Description of the task ▸ Where does the word "tokio" occur in the data below? Copy each line that holds it.

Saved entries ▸
------
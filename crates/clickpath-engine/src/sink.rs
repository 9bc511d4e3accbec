use clickpath_common::protocol::InteractionRecord;
use tokio::sync::mpsc;
use tracing::{debug, warn};

/// Destination for interaction records. Delivery is fire-and-forget.
pub trait MessageSink: Send + Sync {
    fn send(&self, record: InteractionRecord);
}

/// Writes `SCANNER_INTERACTION{json}` lines to stdout.
#[derive(Debug, Default, Clone, Copy)]
pub struct ConsoleSink;

impl MessageSink for ConsoleSink {
    fn send(&self, record: InteractionRecord) {
        match record.to_console_line() {
            Ok(line) => println!("{}", line),
            Err(e) => warn!("Failed to encode interaction record: {}", e),
        }
    }
}

/// Forwards records to an unbounded tokio channel.
#[derive(Debug, Clone)]
pub struct ChannelSink {
    tx: mpsc::UnboundedSender<InteractionRecord>,
}

impl ChannelSink {
    pub fn new(tx: mpsc::UnboundedSender<InteractionRecord>) -> Self {
        Self { tx }
    }

    /// A sink together with the receiving end of its channel.
    pub fn channel() -> (Self, mpsc::UnboundedReceiver<InteractionRecord>) {
        let (tx, rx) = mpsc::unbounded_channel();
        (Self::new(tx), rx)
    }
}

impl MessageSink for ChannelSink {
    fn send(&self, record: InteractionRecord) {
        if self.tx.send(record).is_err() {
            debug!("Interaction receiver dropped; record discarded");
        }
    }
}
------
Response to this exercise ▸
use tokio::sync::mpsc;
/// Forwards records to an unbounded tokio channel.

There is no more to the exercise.